Copies of all lines that contain "undefined" are needed; take them from the data below.

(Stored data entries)

━━━━━━━━━━━━━━━━━━━━

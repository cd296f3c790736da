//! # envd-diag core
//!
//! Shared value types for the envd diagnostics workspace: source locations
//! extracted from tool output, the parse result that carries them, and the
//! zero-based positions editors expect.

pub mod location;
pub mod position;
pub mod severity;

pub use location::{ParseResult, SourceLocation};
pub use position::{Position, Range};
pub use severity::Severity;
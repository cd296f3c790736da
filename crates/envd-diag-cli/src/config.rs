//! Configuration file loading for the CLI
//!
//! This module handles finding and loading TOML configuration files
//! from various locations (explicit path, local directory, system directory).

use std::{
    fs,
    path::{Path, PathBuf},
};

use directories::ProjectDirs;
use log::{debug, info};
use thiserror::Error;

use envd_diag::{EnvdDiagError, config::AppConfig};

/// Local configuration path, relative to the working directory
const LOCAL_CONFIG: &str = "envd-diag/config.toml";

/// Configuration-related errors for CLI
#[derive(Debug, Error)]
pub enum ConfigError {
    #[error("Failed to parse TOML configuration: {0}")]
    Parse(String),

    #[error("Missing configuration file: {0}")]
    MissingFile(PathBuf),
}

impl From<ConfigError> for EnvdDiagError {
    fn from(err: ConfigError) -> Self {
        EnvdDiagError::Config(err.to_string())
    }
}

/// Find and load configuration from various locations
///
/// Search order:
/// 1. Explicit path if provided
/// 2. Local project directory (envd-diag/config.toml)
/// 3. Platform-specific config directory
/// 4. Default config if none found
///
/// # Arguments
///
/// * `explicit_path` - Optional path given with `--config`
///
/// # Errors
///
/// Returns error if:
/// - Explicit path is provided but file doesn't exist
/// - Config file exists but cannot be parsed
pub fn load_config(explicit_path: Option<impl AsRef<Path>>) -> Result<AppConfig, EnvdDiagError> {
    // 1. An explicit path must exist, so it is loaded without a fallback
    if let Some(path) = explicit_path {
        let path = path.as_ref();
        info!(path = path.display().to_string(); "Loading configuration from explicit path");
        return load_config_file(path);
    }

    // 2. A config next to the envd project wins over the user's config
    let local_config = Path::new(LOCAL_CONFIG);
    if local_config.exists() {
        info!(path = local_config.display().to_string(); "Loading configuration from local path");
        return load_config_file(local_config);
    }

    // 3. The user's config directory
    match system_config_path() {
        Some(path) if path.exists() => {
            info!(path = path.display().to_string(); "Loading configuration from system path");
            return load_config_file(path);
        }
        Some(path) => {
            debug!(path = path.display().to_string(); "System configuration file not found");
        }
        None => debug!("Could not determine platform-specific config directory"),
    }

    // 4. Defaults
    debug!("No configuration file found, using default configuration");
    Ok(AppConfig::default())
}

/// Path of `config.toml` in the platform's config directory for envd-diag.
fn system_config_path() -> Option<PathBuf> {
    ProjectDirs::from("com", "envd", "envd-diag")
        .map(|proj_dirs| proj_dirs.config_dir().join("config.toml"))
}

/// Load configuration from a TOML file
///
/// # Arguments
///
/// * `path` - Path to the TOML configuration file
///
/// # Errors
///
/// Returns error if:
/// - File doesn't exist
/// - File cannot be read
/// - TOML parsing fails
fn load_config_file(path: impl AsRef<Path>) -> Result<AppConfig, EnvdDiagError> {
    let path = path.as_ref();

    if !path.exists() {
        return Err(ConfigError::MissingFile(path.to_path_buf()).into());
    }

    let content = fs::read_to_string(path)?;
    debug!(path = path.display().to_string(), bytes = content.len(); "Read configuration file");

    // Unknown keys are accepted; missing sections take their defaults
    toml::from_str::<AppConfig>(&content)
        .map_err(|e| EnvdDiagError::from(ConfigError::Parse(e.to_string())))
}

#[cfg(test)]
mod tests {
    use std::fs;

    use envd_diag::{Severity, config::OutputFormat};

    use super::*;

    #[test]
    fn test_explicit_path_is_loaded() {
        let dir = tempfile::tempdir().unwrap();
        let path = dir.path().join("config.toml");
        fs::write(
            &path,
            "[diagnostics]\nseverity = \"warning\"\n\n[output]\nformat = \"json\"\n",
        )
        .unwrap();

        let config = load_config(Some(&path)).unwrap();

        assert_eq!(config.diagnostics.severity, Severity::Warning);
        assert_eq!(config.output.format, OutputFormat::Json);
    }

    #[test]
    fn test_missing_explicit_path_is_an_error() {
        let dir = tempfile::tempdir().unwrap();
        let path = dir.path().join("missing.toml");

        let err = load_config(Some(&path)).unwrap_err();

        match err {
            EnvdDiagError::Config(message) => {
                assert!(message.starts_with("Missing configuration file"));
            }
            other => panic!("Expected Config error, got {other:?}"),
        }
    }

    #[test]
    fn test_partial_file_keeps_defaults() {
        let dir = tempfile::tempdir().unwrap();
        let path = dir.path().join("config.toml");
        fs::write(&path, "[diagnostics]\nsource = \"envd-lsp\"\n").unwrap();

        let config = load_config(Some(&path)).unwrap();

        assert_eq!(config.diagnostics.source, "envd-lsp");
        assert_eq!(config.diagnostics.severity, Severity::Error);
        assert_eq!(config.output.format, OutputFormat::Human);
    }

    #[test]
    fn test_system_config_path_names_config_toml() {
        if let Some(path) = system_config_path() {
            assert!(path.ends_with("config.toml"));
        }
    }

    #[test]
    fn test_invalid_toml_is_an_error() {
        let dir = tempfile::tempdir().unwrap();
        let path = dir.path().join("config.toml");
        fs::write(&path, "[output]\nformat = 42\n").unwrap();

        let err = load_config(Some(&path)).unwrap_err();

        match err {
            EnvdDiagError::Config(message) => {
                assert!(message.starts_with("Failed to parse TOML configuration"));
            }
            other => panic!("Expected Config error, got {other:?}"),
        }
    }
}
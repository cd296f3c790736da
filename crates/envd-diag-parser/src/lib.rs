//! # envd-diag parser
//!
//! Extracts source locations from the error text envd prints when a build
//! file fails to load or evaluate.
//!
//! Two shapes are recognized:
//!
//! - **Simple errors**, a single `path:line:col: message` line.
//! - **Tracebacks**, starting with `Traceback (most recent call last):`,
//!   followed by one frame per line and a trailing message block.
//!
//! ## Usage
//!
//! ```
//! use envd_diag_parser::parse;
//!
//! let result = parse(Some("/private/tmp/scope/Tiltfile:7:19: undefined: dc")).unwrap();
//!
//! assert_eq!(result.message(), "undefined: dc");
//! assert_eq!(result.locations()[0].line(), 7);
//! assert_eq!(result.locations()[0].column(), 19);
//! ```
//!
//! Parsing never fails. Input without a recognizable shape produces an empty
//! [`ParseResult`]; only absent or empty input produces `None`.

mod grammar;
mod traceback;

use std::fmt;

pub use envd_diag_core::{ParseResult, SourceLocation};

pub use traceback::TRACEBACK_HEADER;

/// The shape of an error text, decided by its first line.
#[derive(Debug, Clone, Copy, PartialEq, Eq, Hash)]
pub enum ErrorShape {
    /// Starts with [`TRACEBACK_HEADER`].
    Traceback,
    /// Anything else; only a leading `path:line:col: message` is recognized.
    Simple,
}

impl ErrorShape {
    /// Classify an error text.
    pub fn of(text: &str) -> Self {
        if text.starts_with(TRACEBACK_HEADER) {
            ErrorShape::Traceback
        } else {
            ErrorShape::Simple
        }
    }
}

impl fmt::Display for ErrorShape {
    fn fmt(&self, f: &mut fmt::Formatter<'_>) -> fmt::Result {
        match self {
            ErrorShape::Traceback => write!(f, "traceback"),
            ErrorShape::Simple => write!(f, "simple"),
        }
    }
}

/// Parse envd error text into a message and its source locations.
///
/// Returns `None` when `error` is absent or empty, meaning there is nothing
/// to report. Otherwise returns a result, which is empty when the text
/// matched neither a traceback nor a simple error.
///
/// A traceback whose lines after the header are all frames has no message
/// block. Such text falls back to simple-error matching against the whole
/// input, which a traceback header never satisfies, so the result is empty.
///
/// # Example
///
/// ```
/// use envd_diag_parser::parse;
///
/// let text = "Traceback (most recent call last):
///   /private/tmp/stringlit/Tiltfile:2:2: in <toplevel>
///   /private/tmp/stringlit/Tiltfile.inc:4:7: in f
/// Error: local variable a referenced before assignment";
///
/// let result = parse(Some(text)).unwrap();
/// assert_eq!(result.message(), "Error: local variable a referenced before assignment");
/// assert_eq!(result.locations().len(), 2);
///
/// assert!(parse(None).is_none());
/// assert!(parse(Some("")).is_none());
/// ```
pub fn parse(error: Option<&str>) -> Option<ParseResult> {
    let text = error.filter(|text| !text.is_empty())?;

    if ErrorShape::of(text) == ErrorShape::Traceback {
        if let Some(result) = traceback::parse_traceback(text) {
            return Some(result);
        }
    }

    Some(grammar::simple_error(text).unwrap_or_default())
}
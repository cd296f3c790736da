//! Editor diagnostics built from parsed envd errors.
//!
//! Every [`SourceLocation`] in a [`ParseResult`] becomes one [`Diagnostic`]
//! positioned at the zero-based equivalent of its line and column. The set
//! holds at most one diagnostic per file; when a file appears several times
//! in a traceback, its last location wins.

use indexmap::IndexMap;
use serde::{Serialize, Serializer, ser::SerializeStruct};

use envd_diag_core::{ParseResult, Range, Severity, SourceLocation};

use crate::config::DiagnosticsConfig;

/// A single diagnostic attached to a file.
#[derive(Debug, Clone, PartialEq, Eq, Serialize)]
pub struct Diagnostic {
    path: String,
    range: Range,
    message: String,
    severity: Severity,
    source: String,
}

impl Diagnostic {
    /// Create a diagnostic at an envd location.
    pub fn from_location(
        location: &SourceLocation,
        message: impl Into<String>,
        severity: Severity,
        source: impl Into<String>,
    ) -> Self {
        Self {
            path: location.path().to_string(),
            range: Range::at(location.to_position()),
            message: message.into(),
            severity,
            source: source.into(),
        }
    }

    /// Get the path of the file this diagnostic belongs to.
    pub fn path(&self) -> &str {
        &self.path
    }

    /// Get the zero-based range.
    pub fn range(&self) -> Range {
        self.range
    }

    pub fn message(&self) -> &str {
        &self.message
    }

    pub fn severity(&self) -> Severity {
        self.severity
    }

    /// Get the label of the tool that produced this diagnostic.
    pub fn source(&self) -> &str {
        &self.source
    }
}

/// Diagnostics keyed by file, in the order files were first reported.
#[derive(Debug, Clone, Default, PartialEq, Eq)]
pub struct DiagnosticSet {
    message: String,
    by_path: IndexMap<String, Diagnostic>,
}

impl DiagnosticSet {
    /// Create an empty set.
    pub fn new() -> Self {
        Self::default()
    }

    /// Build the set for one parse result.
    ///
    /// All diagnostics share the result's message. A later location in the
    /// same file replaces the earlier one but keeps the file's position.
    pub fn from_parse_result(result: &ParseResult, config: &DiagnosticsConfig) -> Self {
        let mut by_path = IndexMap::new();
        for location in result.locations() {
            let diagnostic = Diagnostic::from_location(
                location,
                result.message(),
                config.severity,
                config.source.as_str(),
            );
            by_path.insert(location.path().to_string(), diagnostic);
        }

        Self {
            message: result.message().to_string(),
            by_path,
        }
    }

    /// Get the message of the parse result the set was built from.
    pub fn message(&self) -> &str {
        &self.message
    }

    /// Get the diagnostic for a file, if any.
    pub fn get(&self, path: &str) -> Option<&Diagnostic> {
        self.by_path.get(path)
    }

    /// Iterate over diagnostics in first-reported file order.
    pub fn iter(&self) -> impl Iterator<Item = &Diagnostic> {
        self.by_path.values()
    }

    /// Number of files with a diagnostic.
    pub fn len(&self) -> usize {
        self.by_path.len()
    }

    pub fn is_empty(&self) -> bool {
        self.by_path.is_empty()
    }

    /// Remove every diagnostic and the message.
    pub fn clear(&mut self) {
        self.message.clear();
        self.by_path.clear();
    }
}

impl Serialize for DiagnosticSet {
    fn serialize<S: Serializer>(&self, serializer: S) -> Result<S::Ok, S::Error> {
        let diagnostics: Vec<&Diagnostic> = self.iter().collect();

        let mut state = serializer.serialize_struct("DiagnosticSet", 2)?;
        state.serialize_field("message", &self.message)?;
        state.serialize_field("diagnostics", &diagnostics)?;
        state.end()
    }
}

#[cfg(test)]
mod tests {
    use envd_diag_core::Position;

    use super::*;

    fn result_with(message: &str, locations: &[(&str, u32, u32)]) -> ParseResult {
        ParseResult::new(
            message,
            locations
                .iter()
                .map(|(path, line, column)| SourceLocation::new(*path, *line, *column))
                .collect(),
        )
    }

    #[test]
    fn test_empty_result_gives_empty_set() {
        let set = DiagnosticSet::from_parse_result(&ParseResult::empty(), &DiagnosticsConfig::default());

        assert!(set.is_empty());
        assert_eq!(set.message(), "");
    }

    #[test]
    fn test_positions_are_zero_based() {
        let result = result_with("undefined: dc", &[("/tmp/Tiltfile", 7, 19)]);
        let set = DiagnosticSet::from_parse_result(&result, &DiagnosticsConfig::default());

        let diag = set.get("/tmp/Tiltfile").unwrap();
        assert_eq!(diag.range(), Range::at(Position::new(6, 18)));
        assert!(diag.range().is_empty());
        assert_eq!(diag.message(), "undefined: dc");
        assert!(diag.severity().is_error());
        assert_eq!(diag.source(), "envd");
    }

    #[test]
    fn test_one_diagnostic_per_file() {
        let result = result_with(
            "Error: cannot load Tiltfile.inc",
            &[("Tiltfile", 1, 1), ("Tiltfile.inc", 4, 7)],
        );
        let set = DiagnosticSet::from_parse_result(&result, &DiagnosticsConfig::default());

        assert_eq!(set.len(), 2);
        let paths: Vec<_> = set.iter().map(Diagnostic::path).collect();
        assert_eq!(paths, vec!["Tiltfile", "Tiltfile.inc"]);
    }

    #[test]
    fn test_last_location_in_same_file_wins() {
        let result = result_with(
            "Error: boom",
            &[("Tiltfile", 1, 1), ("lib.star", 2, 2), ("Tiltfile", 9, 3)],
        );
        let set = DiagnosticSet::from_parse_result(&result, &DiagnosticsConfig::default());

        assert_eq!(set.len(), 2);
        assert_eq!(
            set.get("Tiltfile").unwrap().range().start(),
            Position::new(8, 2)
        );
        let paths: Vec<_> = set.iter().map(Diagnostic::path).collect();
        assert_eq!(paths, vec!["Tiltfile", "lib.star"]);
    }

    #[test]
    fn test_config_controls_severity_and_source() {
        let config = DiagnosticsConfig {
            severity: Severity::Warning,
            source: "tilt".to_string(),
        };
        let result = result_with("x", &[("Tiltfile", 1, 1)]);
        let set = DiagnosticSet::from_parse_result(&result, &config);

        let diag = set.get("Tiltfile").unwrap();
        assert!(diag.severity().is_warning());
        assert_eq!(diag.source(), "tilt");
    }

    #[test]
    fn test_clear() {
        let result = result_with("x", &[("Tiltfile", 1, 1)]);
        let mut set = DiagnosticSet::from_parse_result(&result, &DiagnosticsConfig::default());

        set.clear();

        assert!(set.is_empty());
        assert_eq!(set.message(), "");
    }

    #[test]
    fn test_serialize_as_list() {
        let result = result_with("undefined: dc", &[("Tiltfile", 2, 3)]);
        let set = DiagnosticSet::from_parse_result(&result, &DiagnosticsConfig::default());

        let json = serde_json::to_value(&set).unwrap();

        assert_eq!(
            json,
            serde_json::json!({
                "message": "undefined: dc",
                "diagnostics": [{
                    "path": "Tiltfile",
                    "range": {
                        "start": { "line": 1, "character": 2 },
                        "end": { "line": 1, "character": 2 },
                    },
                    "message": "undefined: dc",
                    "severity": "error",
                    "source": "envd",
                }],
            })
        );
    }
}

━━━━━━━━━━━━━━━━━━━━

Solution to this task →
//! let result = parse(Some("/private/tmp/scope/Tiltfile:7:19: undefined: dc")).unwrap();
//! assert_eq!(result.message(), "undefined: dc");
        let result = result_with("undefined: dc", &[("/tmp/Tiltfile", 7, 19)]);
        assert_eq!(diag.message(), "undefined: dc");
        let result = result_with("undefined: dc", &[("Tiltfile", 2, 3)]);
                "message": "undefined: dc",
                    "message": "undefined: dc",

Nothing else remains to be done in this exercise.